[DATA IN THIS EXERCISE]
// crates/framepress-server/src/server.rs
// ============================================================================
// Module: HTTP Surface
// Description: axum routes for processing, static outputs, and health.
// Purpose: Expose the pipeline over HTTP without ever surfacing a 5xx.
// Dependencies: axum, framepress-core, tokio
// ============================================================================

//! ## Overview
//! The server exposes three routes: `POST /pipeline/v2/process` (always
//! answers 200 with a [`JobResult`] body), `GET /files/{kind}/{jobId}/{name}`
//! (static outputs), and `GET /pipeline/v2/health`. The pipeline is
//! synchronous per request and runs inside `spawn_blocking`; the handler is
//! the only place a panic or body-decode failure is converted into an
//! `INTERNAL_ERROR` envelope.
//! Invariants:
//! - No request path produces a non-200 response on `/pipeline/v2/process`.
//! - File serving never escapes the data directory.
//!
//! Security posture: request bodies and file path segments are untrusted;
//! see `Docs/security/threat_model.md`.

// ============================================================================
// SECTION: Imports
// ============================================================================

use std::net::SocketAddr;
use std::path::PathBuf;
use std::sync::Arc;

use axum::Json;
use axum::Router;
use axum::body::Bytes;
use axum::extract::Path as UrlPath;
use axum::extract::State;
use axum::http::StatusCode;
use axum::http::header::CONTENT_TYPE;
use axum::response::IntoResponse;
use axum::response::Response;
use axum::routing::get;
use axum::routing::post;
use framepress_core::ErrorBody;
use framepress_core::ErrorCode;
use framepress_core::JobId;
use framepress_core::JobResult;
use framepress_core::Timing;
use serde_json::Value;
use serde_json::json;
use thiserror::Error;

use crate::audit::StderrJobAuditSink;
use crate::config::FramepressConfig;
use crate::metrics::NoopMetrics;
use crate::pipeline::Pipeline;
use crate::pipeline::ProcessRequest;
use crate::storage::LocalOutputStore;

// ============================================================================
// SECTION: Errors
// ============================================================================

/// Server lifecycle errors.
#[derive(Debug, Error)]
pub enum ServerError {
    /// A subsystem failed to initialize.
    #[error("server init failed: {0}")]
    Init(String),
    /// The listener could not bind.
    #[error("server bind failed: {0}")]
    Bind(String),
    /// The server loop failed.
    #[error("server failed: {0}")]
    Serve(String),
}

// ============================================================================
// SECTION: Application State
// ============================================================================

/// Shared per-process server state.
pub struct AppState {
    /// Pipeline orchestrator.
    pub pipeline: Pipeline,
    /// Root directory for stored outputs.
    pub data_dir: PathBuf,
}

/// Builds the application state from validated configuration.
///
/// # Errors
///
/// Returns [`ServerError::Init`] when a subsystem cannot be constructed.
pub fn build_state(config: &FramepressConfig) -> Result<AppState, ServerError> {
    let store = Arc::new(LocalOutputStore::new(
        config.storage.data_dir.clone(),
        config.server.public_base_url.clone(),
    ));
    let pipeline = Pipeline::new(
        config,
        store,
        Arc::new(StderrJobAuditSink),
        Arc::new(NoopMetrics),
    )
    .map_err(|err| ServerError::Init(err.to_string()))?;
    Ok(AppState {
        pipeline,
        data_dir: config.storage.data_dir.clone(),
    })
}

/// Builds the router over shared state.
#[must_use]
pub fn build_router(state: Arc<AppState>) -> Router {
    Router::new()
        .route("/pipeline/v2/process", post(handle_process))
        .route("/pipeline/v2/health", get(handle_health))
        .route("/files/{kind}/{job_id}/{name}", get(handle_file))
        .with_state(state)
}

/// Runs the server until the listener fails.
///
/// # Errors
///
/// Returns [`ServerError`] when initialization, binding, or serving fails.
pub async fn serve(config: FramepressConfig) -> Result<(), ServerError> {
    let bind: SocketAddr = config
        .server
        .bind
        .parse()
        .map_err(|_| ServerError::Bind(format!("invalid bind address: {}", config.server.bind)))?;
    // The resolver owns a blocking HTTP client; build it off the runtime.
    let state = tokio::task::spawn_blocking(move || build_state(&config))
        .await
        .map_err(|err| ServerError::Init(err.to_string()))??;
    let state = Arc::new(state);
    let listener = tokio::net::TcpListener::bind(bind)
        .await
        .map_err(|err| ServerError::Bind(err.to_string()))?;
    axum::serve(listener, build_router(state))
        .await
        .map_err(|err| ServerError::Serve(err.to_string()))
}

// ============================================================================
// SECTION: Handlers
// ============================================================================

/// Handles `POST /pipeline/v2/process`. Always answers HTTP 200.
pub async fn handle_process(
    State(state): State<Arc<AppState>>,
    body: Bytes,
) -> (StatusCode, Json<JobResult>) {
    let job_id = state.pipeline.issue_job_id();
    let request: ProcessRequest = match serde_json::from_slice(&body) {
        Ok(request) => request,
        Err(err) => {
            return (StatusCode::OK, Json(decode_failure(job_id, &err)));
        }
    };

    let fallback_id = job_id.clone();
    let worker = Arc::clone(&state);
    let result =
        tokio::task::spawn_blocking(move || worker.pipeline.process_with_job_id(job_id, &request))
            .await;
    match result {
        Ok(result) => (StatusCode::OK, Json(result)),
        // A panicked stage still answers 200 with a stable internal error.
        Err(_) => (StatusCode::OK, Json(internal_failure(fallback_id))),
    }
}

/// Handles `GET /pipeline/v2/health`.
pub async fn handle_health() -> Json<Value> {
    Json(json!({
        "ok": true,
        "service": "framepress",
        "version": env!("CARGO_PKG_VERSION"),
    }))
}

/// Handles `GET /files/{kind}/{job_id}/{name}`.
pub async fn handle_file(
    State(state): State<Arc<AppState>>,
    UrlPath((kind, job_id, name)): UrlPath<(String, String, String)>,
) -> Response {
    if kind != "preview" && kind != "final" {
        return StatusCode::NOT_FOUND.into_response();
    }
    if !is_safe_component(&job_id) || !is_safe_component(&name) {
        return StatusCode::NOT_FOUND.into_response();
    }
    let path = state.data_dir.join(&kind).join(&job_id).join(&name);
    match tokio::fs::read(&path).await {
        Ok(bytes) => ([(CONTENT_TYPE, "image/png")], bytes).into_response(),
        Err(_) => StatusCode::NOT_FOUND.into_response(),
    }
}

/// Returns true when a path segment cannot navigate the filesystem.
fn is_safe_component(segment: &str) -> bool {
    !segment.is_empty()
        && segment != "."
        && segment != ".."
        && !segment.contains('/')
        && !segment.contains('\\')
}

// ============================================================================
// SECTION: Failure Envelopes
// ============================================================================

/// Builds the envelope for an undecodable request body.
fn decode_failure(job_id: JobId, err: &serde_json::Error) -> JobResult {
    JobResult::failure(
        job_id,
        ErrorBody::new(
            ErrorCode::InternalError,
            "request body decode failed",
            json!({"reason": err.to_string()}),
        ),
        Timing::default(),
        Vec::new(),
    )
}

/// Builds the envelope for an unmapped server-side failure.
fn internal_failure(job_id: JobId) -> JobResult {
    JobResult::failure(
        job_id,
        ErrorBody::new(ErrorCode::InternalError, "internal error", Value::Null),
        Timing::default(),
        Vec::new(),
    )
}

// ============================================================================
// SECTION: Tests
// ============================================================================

[INSTRUCTIONS TO FOLLOW] Whenever a line of the records above contains the word "fails", it counts toward the total; give that total alone.

[ANSWER TO THIS TASK] 2